Le Gallerie delle Prigioni inaugurate, non a caso il 4 aprile, data in cui ricorre il cinquantenario dalla morte di Martin Luther King, diverranno un laboratorio per le sperimentazioni interdisciplinari a partire dalle opere della collezione Imago Mundi, la grande raccolta composta da più di 25000 opere su tela grandi 10×12 cm, e provenienti da oltre 150 nazioni. La collezione, iniziata da Luciano Benetton alcuni anni fa, è stata esposta, a oggi, solo in mostre temporanee cha hanno toccato varie città in tutto il mondo; le Gallerie saranno la loro nuova sede fissa nel centro storico del capoluogo della Marca.

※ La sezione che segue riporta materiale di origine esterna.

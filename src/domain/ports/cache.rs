//! Cache port - abstraction over the data grid's client API
//!
//! The grid owns membership, replication and storage. The clearer only needs
//! region lookup, the root-region catalog and key removal, so that is all
//! these traits expose.

use thiserror::Error;

use crate::domain::value_objects::{KeyConstraint, RegionKey};

/// Result type for grid operations
pub type GridResult<T> = Result<T, GridError>;

/// Errors raised by the grid client
#[derive(Error, Debug)]
pub enum GridError {
    /// Region was destroyed between lookup and use
    #[error("region {region} has been destroyed")]
    RegionDestroyed { region: String },

    /// Grid (or the local handle to it) is unusable
    #[error("grid unavailable: {message}")]
    Unavailable { message: String },

    /// A single grid operation failed
    #[error("{operation} failed on region {region}: {message}")]
    Operation {
        operation: &'static str,
        region: String,
        message: String,
    },
}

/// A named key-value container in the grid
pub trait Region {
    /// Simple name of the region
    fn name(&self) -> &str;

    /// Full path of the region (root regions are `/<name>`)
    fn full_path(&self) -> String {
        format!("/{}", self.name())
    }

    /// Declared key type, if the region has one
    fn key_constraint(&self) -> Option<KeyConstraint>;

    /// Snapshot of the keys currently in the region
    fn keys(&self) -> GridResult<Vec<RegionKey>>;

    /// Remove one entry. Removing an absent key is not an error.
    fn remove(&self, key: &RegionKey) -> GridResult<()>;

    /// Remove a batch of entries in one call
    fn remove_all(&self, keys: &[RegionKey]) -> GridResult<()>;
}

/// Handle to a running cache
///
/// Implementations:
/// - `InMemoryCache` - process-local grid, loaded from a JSON snapshot
/// - test mocks in the use case modules
pub trait Cache {
    type Region: Region;

    /// Look up a region by name or full path
    fn region(&self, name: &str) -> GridResult<Option<Self::Region>>;

    /// All root-level regions (subregions are not included)
    fn root_regions(&self) -> GridResult<Vec<Self::Region>>;
}

impl<C: Cache + ?Sized> Cache for &C {
    type Region = C::Region;

    fn region(&self, name: &str) -> GridResult<Option<Self::Region>> {
        (**self).region(name)
    }

    fn root_regions(&self) -> GridResult<Vec<Self::Region>> {
        (**self).root_regions()
    }
}
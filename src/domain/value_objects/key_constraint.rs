//! Key Constraint Value Object
//!
//! The declared key type of a region. Only a string constraint unlocks
//! batched removal; anything else is an opaque type name.

use std::fmt;

use serde::{Deserialize, Serialize};

/// Declared key type of a region
#[derive(Debug, Clone, PartialEq, Eq, Hash, Serialize, Deserialize)]
#[serde(from = "String", into = "String")]
pub enum KeyConstraint {
    /// Keys are strings
    String,
    /// Any other declared key type, by name
    Other(String),
}

impl KeyConstraint {
    pub fn is_string(&self) -> bool {
        matches!(self, Self::String)
    }
}

impl From<String> for KeyConstraint {
    fn from(name: String) -> Self {
        if name == "string" {
            Self::String
        } else {
            Self::Other(name)
        }
    }
}

impl From<&str> for KeyConstraint {
    fn from(name: &str) -> Self {
        Self::from(name.to_string())
    }
}

impl From<KeyConstraint> for String {
    fn from(constraint: KeyConstraint) -> Self {
        constraint.to_string()
    }
}

impl fmt::Display for KeyConstraint {
    fn fmt(&self, f: &mut fmt::Formatter<'_>) -> fmt::Result {
        match self {
            Self::String => f.write_str("string"),
            Self::Other(name) => f.write_str(name),
        }
    }
}
//! JSON Snapshot Repository
//!
//! Loads an `InMemoryCache` from a JSON snapshot and writes it back after a
//! clear. Writers serialize on an exclusive lock file next to the snapshot.

use std::collections::BTreeSet;
use std::fs;
use std::io::Write;
use std::path::{Path, PathBuf};

use fs2::FileExt;
use serde::{Deserialize, Serialize};

use crate::domain::ports::Region;
use crate::domain::value_objects::{KeyConstraint, RegionKey};
use crate::error::{GridClearError, GridClearResult};

use super::memory::{InMemoryCache, InMemoryRegion};

#[derive(Debug, Clone, Serialize, Deserialize)]
struct SnapshotEntry {
    key: RegionKey,
    #[serde(default)]
    value: serde_json::Value,
}

#[derive(Debug, Clone, Serialize, Deserialize)]
struct SnapshotRegion {
    name: String,
    #[serde(default, skip_serializing_if = "Option::is_none")]
    key_constraint: Option<KeyConstraint>,
    #[serde(default)]
    entries: Vec<SnapshotEntry>,
}

#[derive(Debug, Clone, Default, Serialize, Deserialize)]
struct SnapshotFile {
    #[serde(default)]
    regions: Vec<SnapshotRegion>,
}

/// Exclusive lock on a snapshot, released on drop
pub struct SnapshotLock {
    file: fs::File,
}

impl Drop for SnapshotLock {
    fn drop(&mut self) {
        let _ = self.file.unlock();
    }
}

pub struct JsonSnapshotRepository {
    path: PathBuf,
}

impl JsonSnapshotRepository {
    pub fn new(path: impl Into<PathBuf>) -> Self {
        Self { path: path.into() }
    }

    pub fn path(&self) -> &Path {
        &self.path
    }

    fn lock_path(&self) -> PathBuf {
        let mut name = self.path.as_os_str().to_os_string();
        name.push(".lock");
        PathBuf::from(name)
    }

    /// Block until this process holds the snapshot lock
    pub fn lock(&self) -> GridClearResult<SnapshotLock> {
        let lock_path = self.lock_path();
        let lock_err = |e: std::io::Error| GridClearError::Lock {
            path: lock_path.clone(),
            message: e.to_string(),
        };

        if let Some(parent) = lock_path.parent().filter(|p| !p.as_os_str().is_empty()) {
            fs::create_dir_all(parent).map_err(lock_err)?;
        }
        let file = fs::File::create(&lock_path).map_err(lock_err)?;
        file.lock_exclusive().map_err(lock_err)?;

        Ok(SnapshotLock { file })
    }

    pub fn load(&self) -> GridClearResult<InMemoryCache> {
        let content = fs::read_to_string(&self.path).map_err(|e| GridClearError::Snapshot {
            path: self.path.clone(),
            message: e.to_string(),
        })?;

        let snapshot: SnapshotFile =
            serde_json::from_str(&content).map_err(|e| GridClearError::Snapshot {
                path: self.path.clone(),
                message: e.to_string(),
            })?;

        self.build_cache(snapshot)
    }

    /// Write the cache back, replacing the snapshot atomically
    pub fn save(&self, cache: &InMemoryCache) -> GridClearResult<()> {
        let snapshot = self.snapshot_of(cache)?;
        let mut content = serde_json::to_string_pretty(&snapshot)?;
        content.push('\n');

        let dir = match self.path.parent() {
            Some(parent) if !parent.as_os_str().is_empty() => parent.to_path_buf(),
            _ => PathBuf::from("."),
        };
        fs::create_dir_all(&dir)?;

        let mut tmp = tempfile::NamedTempFile::new_in(&dir)?;
        tmp.write_all(content.as_bytes())?;
        tmp.as_file().sync_all()?;
        tmp.persist(&self.path).map_err(|e| GridClearError::Io(e.error))?;

        Ok(())
    }

    fn build_cache(&self, snapshot: SnapshotFile) -> GridClearResult<InMemoryCache> {
        let invalid = |message: String| GridClearError::Snapshot {
            path: self.path.clone(),
            message,
        };

        let mut cache = InMemoryCache::new();
        let mut names = BTreeSet::new();

        for region in snapshot.regions {
            if !names.insert(region.name.clone()) {
                return Err(invalid(format!("duplicate region {}", region.name)));
            }

            let handle = InMemoryRegion::new(region.name, region.key_constraint);
            let mut keys = BTreeSet::new();
            for entry in region.entries {
                if !keys.insert(entry.key.clone()) {
                    return Err(invalid(format!(
                        "duplicate key {} in region {}",
                        entry.key,
                        handle.name()
                    )));
                }
                handle
                    .put(entry.key, entry.value)
                    .map_err(|e| invalid(e.to_string()))?;
            }
            cache.add_region(handle);
        }

        Ok(cache)
    }

    fn snapshot_of(&self, cache: &InMemoryCache) -> GridClearResult<SnapshotFile> {
        let mut regions = Vec::new();

        for region in cache.regions() {
            let entries = region
                .snapshot()
                .map_err(|e| GridClearError::Snapshot {
                    path: self.path.clone(),
                    message: e.to_string(),
                })?
                .into_iter()
                .map(|(key, value)| SnapshotEntry { key, value })
                .collect();

            regions.push(SnapshotRegion {
                name: region.name().to_string(),
                key_constraint: region.key_constraint(),
                entries,
            });
        }

        Ok(SnapshotFile { regions })
    }
}
//! Use Case Factory
//!
//! Creates use cases with infrastructure dependencies wired up.
//! This is the dependency injection point for the application.

use crate::application::{ClearRegionsUseCase, ListRegionsUseCase};
use crate::config::OutputFormat;
use crate::domain::ports::ResultSender;
use crate::infrastructure::{InMemoryCache, JsonResultSender, TextResultSender};

/// Type alias for the concrete ClearRegionsUseCase used by the CLI
pub type ConcreteClearUseCase<'a> = ClearRegionsUseCase<&'a InMemoryCache, Box<dyn ResultSender>>;

/// Type alias for the concrete ListRegionsUseCase used by the CLI
pub type ConcreteListUseCase<'a> = ListRegionsUseCase<&'a InMemoryCache>;

/// Result sender writing to stdout in the given format
pub fn create_result_sender(format: OutputFormat) -> Box<dyn ResultSender> {
    match format {
        OutputFormat::Text => Box::new(TextResultSender::stdout()),
        OutputFormat::Json => Box::new(JsonResultSender::stdout()),
    }
}

/// Create a clear use case over a loaded grid
pub fn create_clear_use_case(
    cache: &InMemoryCache,
    format: OutputFormat,
) -> ConcreteClearUseCase<'_> {
    ClearRegionsUseCase::new(cache, create_result_sender(format))
}

pub fn create_list_use_case(cache: &InMemoryCache) -> ConcreteListUseCase<'_> {
    ListRegionsUseCase::new(cache)
}
//! Clear result types

use crate::domain::value_objects::ClearOutcome;

/// All outcomes of one clear request, in processing order
#[derive(Debug, Clone, Default, PartialEq, Eq)]
pub struct ClearSummary {
    pub outcomes: Vec<ClearOutcome>,
}

impl ClearSummary {
    pub fn new() -> Self {
        Self::default()
    }

    /// Add an outcome
    pub fn push(&mut self, outcome: ClearOutcome) {
        self.outcomes.push(outcome);
    }

    pub fn len(&self) -> usize {
        self.outcomes.len()
    }

    pub fn is_empty(&self) -> bool {
        self.outcomes.is_empty()
    }

    /// Total entries removed across all regions
    pub fn removed_total(&self) -> usize {
        self.outcomes
            .iter()
            .filter_map(ClearOutcome::removed_count)
            .sum()
    }

    /// Outcomes that were not found or failed
    pub fn failures(&self) -> impl Iterator<Item = &ClearOutcome> {
        self.outcomes.iter().filter(|o| o.is_failure())
    }

    /// Check if every region was cleared (or previewed)
    pub fn is_success(&self) -> bool {
        self.failures().next().is_none()
    }
}

#[cfg(test)]
mod tests {
    use super::*;

    #[test]
    fn totals_ignore_failures_and_previews() {
        let mut summary = ClearSummary::new();
        summary.push(ClearOutcome::Removed {
            region: "a".to_string(),
            count: 3,
        });
        summary.push(ClearOutcome::WouldRemove {
            region: "b".to_string(),
            count: 10,
        });
        summary.push(ClearOutcome::NotFound {
            region: "c".to_string(),
        });

        assert_eq!(summary.removed_total(), 3);
        assert_eq!(summary.failures().count(), 1);
        assert!(!summary.is_success());
    }

    #[test]
    fn empty_summary_is_success() {
        assert!(ClearSummary::new().is_success());
    }
}
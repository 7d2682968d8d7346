//! Region Key Value Object

use std::fmt;

use serde::{Deserialize, Serialize};

/// A key stored in a region
#[derive(Debug, Clone, PartialEq, Eq, Hash, PartialOrd, Ord, Serialize, Deserialize)]
#[serde(untagged)]
pub enum RegionKey {
    Int(i64),
    Str(String),
}

impl RegionKey {
    pub fn is_string(&self) -> bool {
        matches!(self, Self::Str(_))
    }
}

impl fmt::Display for RegionKey {
    fn fmt(&self, f: &mut fmt::Formatter<'_>) -> fmt::Result {
        match self {
            Self::Int(value) => write!(f, "{}", value),
            Self::Str(value) => f.write_str(value),
        }
    }
}

impl From<&str> for RegionKey {
    fn from(value: &str) -> Self {
        Self::Str(value.to_string())
    }
}

impl From<String> for RegionKey {
    fn from(value: String) -> Self {
        Self::Str(value)
    }
}

impl From<i64> for RegionKey {
    fn from(value: i64) -> Self {
        Self::Int(value)
    }
}

#[cfg(test)]
mod tests {
    use super::*;

    #[test]
    fn untagged_json_keys() {
        let keys: Vec<RegionKey> = serde_json::from_str(r#"[1, "a", -7]"#).unwrap();
        assert_eq!(
            keys,
            vec![RegionKey::Int(1), RegionKey::from("a"), RegionKey::Int(-7)]
        );
    }
}
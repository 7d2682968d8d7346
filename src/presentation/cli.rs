//! CLI Argument Parsing
//!
//! This module defines the CLI interface using clap.
//!
//! ## Design Notes
//!
//! - Global flags (--config, --snapshot, --json, --verbose) are inherited by all subcommands
//! - Flags override environment variables, which override config files

use std::path::PathBuf;

use clap::{Parser, Subcommand};

/// gridclear - remove every entry from data-grid regions
#[derive(Parser, Debug)]
#[command(name = "gridclear")]
#[command(author, version, about, long_about = None)]
pub struct Cli {
    /// Config file (default: ./gridclear.toml, then the user config)
    #[arg(long, global = true, value_name = "PATH")]
    pub config: Option<PathBuf>,

    /// Grid snapshot file
    #[arg(long, global = true, value_name = "PATH")]
    pub snapshot: Option<PathBuf>,

    /// Output NDJSON instead of text
    #[arg(long, global = true)]
    pub json: bool,

    /// Verbosity level (-v, -vv)
    #[arg(short, long, action = clap::ArgAction::Count, global = true)]
    pub verbose: u8,

    #[command(subcommand)]
    pub command: Commands,
}

#[derive(Subcommand, Debug)]
pub enum Commands {
    /// Remove every entry from the named regions
    Clear {
        /// Region names or glob patterns (`*`, `?`)
        #[arg(required = true, value_name = "NAMES")]
        names: Vec<String>,

        /// Keys per bulk remove for string-keyed regions
        #[arg(long, value_name = "N")]
        batch_size: Option<usize>,

        /// Report what would be removed without removing it
        #[arg(long)]
        dry_run: bool,
    },

    /// Describe the regions a name list resolves to
    List {
        /// Region names or glob patterns (default: every root region)
        #[arg(value_name = "PATTERNS")]
        patterns: Vec<String>,
    },
}
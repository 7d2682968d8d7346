//! Result Sender Port
//!
//! Sink for per-region outcomes. The caller's execution framework decides
//! where they go (terminal, NDJSON stream, test buffer).

use crate::domain::value_objects::ClearOutcome;

/// Receives one outcome per processed region, in processing order
pub trait ResultSender {
    fn send_result(&self, outcome: &ClearOutcome);
}

impl<S: ResultSender + ?Sized> ResultSender for &S {
    fn send_result(&self, outcome: &ClearOutcome) {
        (**self).send_result(outcome)
    }
}

impl<S: ResultSender + ?Sized> ResultSender for Box<S> {
    fn send_result(&self, outcome: &ClearOutcome) {
        (**self).send_result(outcome)
    }
}
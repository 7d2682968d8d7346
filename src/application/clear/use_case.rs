//! Clear Use Case
//!
//! Orchestrates region clearing: resolve names, then empty each region in
//! turn. Every region yields exactly one outcome; nothing escapes `execute`.

use tracing::{error, info};

use crate::domain::ports::{Cache, GridResult, Region, ResultSender};
use crate::domain::services::{report_failure, resolve, RemovalStrategy};
use crate::domain::value_objects::ClearOutcome;

use super::options::ClearOptions;
use super::result::ClearSummary;

/// Clear use case - removes every entry from the named regions
pub struct ClearRegionsUseCase<C, S>
where
    C: Cache,
    S: ResultSender,
{
    cache: C,
    sender: S,
}

impl<C, S> ClearRegionsUseCase<C, S>
where
    C: Cache,
    S: ResultSender,
{
    /// Create a new clear use case
    pub fn new(cache: C, sender: S) -> Self {
        Self { cache, sender }
    }

    /// Clear every region named by `names` (literals and glob patterns).
    ///
    /// Regions are processed sequentially in name order. A failure in one
    /// region is reported for that region and processing continues.
    pub fn execute<I, N>(&self, names: I, options: &ClearOptions) -> ClearSummary
    where
        I: IntoIterator<Item = N>,
        N: AsRef<str>,
    {
        let mut summary = ClearSummary::new();
        let resolution = resolve(&self.cache, names);

        for failure in &resolution.failures {
            summary.push(report_failure(
                &self.sender,
                &failure.subject,
                &failure.error,
            ));
        }

        for name in &resolution.regions {
            summary.push(self.clear_region(name, options));
        }

        info!(
            regions = summary.len(),
            removed = summary.removed_total(),
            "clear finished"
        );
        summary
    }

    fn clear_region(&self, name: &str, options: &ClearOptions) -> ClearOutcome {
        info!(region = name, "processing region");

        let region = match self.cache.region(name) {
            Ok(Some(region)) => region,
            Ok(None) => {
                error!("region {} does not exist.", name);
                let outcome = ClearOutcome::NotFound {
                    region: name.to_string(),
                };
                self.sender.send_result(&outcome);
                return outcome;
            }
            Err(e) => return report_failure(&self.sender, name, &e),
        };

        match self.remove_entries(&region, options) {
            Ok(count) => {
                let region = region.name().to_string();
                let outcome = if options.dry_run {
                    ClearOutcome::WouldRemove { region, count }
                } else {
                    ClearOutcome::Removed { region, count }
                };
                self.sender.send_result(&outcome);
                outcome
            }
            Err(e) => report_failure(&self.sender, region.name(), &e),
        }
    }

    /// Remove all entries, returning the key count taken before removal
    fn remove_entries(&self, region: &C::Region, options: &ClearOptions) -> GridResult<usize> {
        info!(region = region.name(), path = %region.full_path(), "got region");

        let keys = region.keys()?;
        let count = keys.len();

        let constraint = region.key_constraint();
        let strategy = RemovalStrategy::for_constraint(constraint.as_ref(), options.batch_size);

        if options.dry_run {
            info!(region = region.name(), count, %strategy, "dry run, nothing removed");
            return Ok(count);
        }

        info!(
            region = region.name(),
            count,
            %strategy,
            "removing {} entries from {} region.",
            count,
            region.name()
        );
        strategy.remove(region, &keys)?;
        info!(region = region.name(), count, "removed {} entries", count);

        Ok(count)
    }
}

La programmazione s’incentrerà su mostre sui paesi che compongono la collezione, e di lì si svilupperanno esposizioni di volta in volta diverse, a seconda delle nazioni e dei temi toccati dalle opere esposte. È perciò una vocazione all’incontro e alla conoscenza quello che si auspicano il suo fondatore e il team che ha lavorato alla mostra inaugurale. Come primo viaggio si è scelto un excursus nel più grande deserto caldo del pianeta, “Sahara: What is written will rimain” a cura di Alexandra Etienne, Suzanna Petot e Nicolas Vamvouklis, fino al 20 maggio, in cui si espone, oltre a 700 opere da Algeria, Libia, Mali, Niger e popoli Tuareg, tredici artisti, undici dalle collezioni: Rachid Koraichi, Nadia Kaabi-Linke, Zoulikha Bouabdellah, Hadia Gana, Zineb Sedira, Oussama Tabti, Takwa Barnosa, Yazid Oulab, Samia Ziadi, Aboubakar Fofana, Boubakar Sadek, e due, il collettivo austriaco Jürgen Kleft e l’artista greca Esmeralda Kosmatopoulos, cui sono state commissionate nuove produzioni.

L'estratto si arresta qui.